During the course of their PhD, Scholars are invited to Microsoft Research in Cambridge for an annual Summer School that includes a series of talks of academic interest and posters sessions, which provides the Scholars the opportunity to present their work to Microsoft researchers and a number of Cambridge academics. There is also the possibility of internships at Microsoft Research. Applicants require a first-class Honours degree or equivalent in Computer Science, Mathematics or Computer Engineering, experience in programming and aptitude for mathematical subjects. Knowledge of algorithms, linear algebra, graph theory and probability is essential. A Masters degree is desirable. Before the Scholarship can be awarded the candidate must also undergo the formal admission procedure to the university of Warwick, and approval from Microsoft Research. The scholarship covers fees for students from European Union countries. In exceptional cases, it may be possible to support students from outside the EU.

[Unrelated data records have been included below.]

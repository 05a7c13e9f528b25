//! Upload pipeline and catalog access.
//!
//! Upload streams the request body straight to `storage/<file_id>` while
//! accumulating an MD5, then takes the dedup lock for the resulting
//! `(name, size, md5)` fingerprint and decides between owner row and
//! symbolic row. Identical concurrent uploads all land on the same owner:
//! the lock serializes the find-duplicate/insert window, and losers unlink
//! their freshly written blob.

use rand::distributions::Alphanumeric;
use rand::Rng;
use sqlx::SqlitePool;
use tokio::io::AsyncRead;

use crate::cache::{CachedFile, Caches};
use crate::db::models::{CreateFile, DFile, FileInfo, FileRecord, FILE_ID_PREFIX, STATUS_NORMAL};
use crate::error::{AppError, AppResult};
use crate::lock::{upload_lock_key, NamedLocks};
use crate::storage::checksum::copy_checksum;
use crate::storage::paths::PathLayout;

/// Length of the random suffix after `file_`.
const FILE_ID_SUFFIX_LEN: usize = 26;
/// Length of a download key.
pub const DOWNLOAD_KEY_LEN: usize = 30;
/// Length of an upload-file-id handed back to upload callers.
pub const UPLOAD_FILE_ID_LEN: usize = 40;

/// Random alphanumeric token of the given length.
pub fn rand_token(len: usize) -> String {
    rand::thread_rng()
        .sample_iter(&Alphanumeric)
        .take(len)
        .map(char::from)
        .collect()
}

/// Generates a fresh opaque file identifier, e.g. `file_8fQ…`.
pub fn gen_file_id() -> String {
    format!("{}{}", FILE_ID_PREFIX, rand_token(FILE_ID_SUFFIX_LEN))
}

/// Stores the stream as a new logical file and returns its `file_id`.
///
/// If the insert fails after the blob hit disk, the blob is an orphan; the
/// sanitize sweep reclaims it after the grace window.
pub async fn upload<R>(
    pool: &SqlitePool,
    layout: &PathLayout,
    locks: &NamedLocks,
    mut reader: R,
    filename: &str,
) -> AppResult<String>
where
    R: AsyncRead + Unpin,
{
    let file_id = gen_file_id();
    let target = layout.storage_path(&file_id);
    tracing::info!(%file_id, path = %target.display(), "storing upload");

    let mut out = tokio::fs::File::create(&target).await?;
    let (size, md5) = copy_checksum(&mut reader, &mut out).await?;
    drop(out);

    // Serialize the dedup decision for this fingerprint across concurrent
    // uploaders. Exactly one of them commits the owner row.
    let _dedup = locks.acquire(&upload_lock_key(filename, size, &md5)).await;

    let link = match find_duplicate(pool, filename, size, &md5).await? {
        Some(owner_file_id) => {
            // Same content already owned: drop the temp blob, reference the
            // owner instead. A leftover blob is reclaimed by sanitize.
            if let Err(e) = tokio::fs::remove_file(&target).await {
                tracing::warn!(%file_id, "failed to remove duplicate temp blob: {e}");
            }
            tracing::info!(%file_id, owner = %owner_file_id, "duplicate upload, linking");
            owner_file_id
        }
        None => String::new(),
    };

    create_file_rec(
        pool,
        CreateFile {
            file_id: file_id.clone(),
            name: filename.to_string(),
            size,
            md5,
            link,
        },
    )
    .await?;

    Ok(file_id)
}

/// Inserts a catalog row with status NORMAL and the current upload time.
pub async fn create_file_rec(pool: &SqlitePool, c: CreateFile) -> AppResult<()> {
    sqlx::query(
        "INSERT INTO file (file_id, name, status, size, md5, link, upl_time) \
         VALUES (?, ?, ?, ?, ?, ?, ?)",
    )
    .bind(&c.file_id)
    .bind(&c.name)
    .bind(STATUS_NORMAL)
    .bind(c.size)
    .bind(&c.md5)
    .bind(&c.link)
    .bind(chrono::Utc::now())
    .execute(pool)
    .await?;
    Ok(())
}

/// First NORMAL owner row (`link = ''`) matching the fingerprint, or None.
pub async fn find_duplicate(
    pool: &SqlitePool,
    name: &str,
    size: i64,
    md5: &str,
) -> AppResult<Option<String>> {
    let file_id = sqlx::query_scalar::<_, String>(
        "SELECT file_id FROM file \
         WHERE name = ? AND size = ? AND md5 = ? AND status = ? AND link = '' \
         LIMIT 1",
    )
    .bind(name)
    .bind(size)
    .bind(md5)
    .bind(STATUS_NORMAL)
    .fetch_optional(pool)
    .await?;
    Ok(file_id)
}

/// Full catalog row, or None when the id is unknown.
pub async fn find_file(pool: &SqlitePool, file_id: &str) -> AppResult<Option<FileRecord>> {
    let f = sqlx::query_as::<_, FileRecord>("SELECT * FROM file WHERE file_id = ?")
        .bind(file_id)
        .fetch_optional(pool)
        .await?;
    Ok(f)
}

/// Transfer projection; `FileNotFound` when the id is unknown.
pub async fn find_dfile(pool: &SqlitePool, file_id: &str) -> AppResult<DFile> {
    sqlx::query_as::<_, DFile>(
        "SELECT file_id, link, size, status, name FROM file WHERE file_id = ?",
    )
    .bind(file_id)
    .fetch_optional(pool)
    .await?
    .ok_or(AppError::FileNotFound)
}

/// Uncached existence check: a NORMAL row for this id.
pub async fn check_file_exists(pool: &SqlitePool, file_id: &str) -> AppResult<bool> {
    let id = sqlx::query_scalar::<_, i64>(
        "SELECT id FROM file WHERE file_id = ? AND status = ? LIMIT 1",
    )
    .bind(file_id)
    .bind(STATUS_NORMAL)
    .fetch_optional(pool)
    .await?;
    Ok(id.is_some())
}

/// Existence check through the 10-minute positive/negative cache. Used only
/// when minting download keys; key *resolution* re-queries the catalog so a
/// stale positive here can never resurrect a deleted file.
pub async fn fast_check_file_exists(
    pool: &SqlitePool,
    caches: &Caches,
    file_id: &str,
) -> AppResult<()> {
    let exists = caches
        .file_exists
        .try_get_with(file_id.to_string(), check_file_exists(pool, file_id))
        .await
        .map_err(|e| AppError::Internal(format!("existence check failed: {e}")))?;
    if !exists {
        return Err(AppError::FileNotFound);
    }
    Ok(())
}

/// Mints a 30-character download key for `file_id`, valid for 30 minutes.
/// `override_name` replaces the catalog name in Content-Disposition when
/// non-empty.
pub async fn mint_download_key(
    pool: &SqlitePool,
    caches: &Caches,
    file_id: &str,
    override_name: &str,
) -> AppResult<String> {
    fast_check_file_exists(pool, caches, file_id).await?;

    let key = rand_token(DOWNLOAD_KEY_LEN);
    caches
        .download_keys
        .insert(
            key.clone(),
            CachedFile {
                file_id: file_id.to_string(),
                name: override_name.to_string(),
            },
        )
        .await;
    tracing::info!(%file_id, %key, "minted download key");
    Ok(key)
}

/// Resolves a download key without touching its TTL.
pub async fn resolve_download_key(caches: &Caches, key: &str) -> Option<CachedFile> {
    caches.download_keys.get(key).await
}

/// Re-inserts the entry, restarting its 30-minute TTL. Called on every
/// stream access so playback sessions outlive the initial window.
pub async fn refresh_download_key(caches: &Caches, key: &str, cached: &CachedFile) {
    caches
        .download_keys
        .insert(key.to_string(), cached.clone())
        .await;
}

/// Mints the opaque token returned to upload callers instead of the real
/// file_id, cached for 6 hours.
pub async fn mint_upload_file_id(caches: &Caches, file_id: &str) -> String {
    let token = rand_token(UPLOAD_FILE_ID_LEN);
    caches
        .upload_file_ids
        .insert(token.clone(), file_id.to_string())
        .await;
    token
}

/// Resolves file metadata by `uploadFileId` or by `fileId`.
///
/// The upload-file-id exchange is one-shot: a successful resolution
/// invalidates the cache entry.
pub async fn file_info(
    pool: &SqlitePool,
    caches: &Caches,
    upload_file_id: Option<&str>,
    file_id: Option<&str>,
) -> AppResult<FileInfo> {
    let resolved;
    let file_id = match upload_file_id.filter(|s| !s.is_empty()) {
        Some(token) => {
            resolved = caches
                .upload_file_ids
                .get(token)
                .await
                .ok_or(AppError::FileNotFound)?;
            caches.upload_file_ids.invalidate(token).await;
            resolved.as_str()
        }
        None => file_id.unwrap_or("").trim(),
    };
    if file_id.is_empty() {
        return Err(AppError::FileNotFound);
    }

    let f = find_file(pool, file_id)
        .await?
        .ok_or(AppError::FileNotFound)?;
    Ok(FileInfo::from(f))
}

To apply, please contact Graham Cormode or Milan Vojnovic directly with a CV and description of your experience relevant to this project. Please apply by January 31 2015 for full consideration. Further details and suggested reading is available from Prof. Graham Cormode (

Royal Society Wolfson Research Merit Award

Professor Graham Cormode from the Department of Computer Science, has been awarded a Royal Society Wolfson Research Merit Award.

The Wolfson Research Merit Award is one of the most prestigious UK awards, supported by the Royal Society, the UK’s national academy of science. The scheme provides up to 5 years’ funding after which the award holder continues with a permanent post at the host university. Jointly funded by the Wolfson Foundation and the Department for Business, Innovation and Skills (BIS), the scheme aims to provide universities with additional support to enable them to attract science talent from overseas and retain respected UK scientists of outstanding achievement and potential. Professor Graham Cormode’s research will focus on “Small summaries for big data”.

The Wolfson Foundation is a grant-making charity established in 1955. Funding is given to support excellence and the focus of the award is a salary enhancement.

The Royal Society is a self-governing Fellowship of many of the world’s most distinguished scientists drawn from all areas of science, engineering, and medicine. The Society’s fundamental purpose, reflected in its founding Charters of the 1660s, is to recognise, promote, and support excellence in science and to encourage the development and use of science for the benefit of humanity.

(See also The Royal Society announcement; University of Warwick announcement).

PrivBayes paper presented at SIGMOD 2014

The paper “Privbayes: Private data release via bayesian networks” was presented at the ACM SIGMOD 2014 conference in Utah in June 2014. The paper is a collaboration between Graham Cormode (University of Warwick), Magda Procopiuc, Divesh Srivastava (AT&T Labs Research), Xiaokui Xiao, and Jun Zhang (NTU Singapore). It shows how the private data can be released under the model of differential privacy while preserving much of the original structure of the original data, by using the model of Bayesian networks. These identify the important correlations between attributes in the data, while avoiding the “curse of dimensionality”.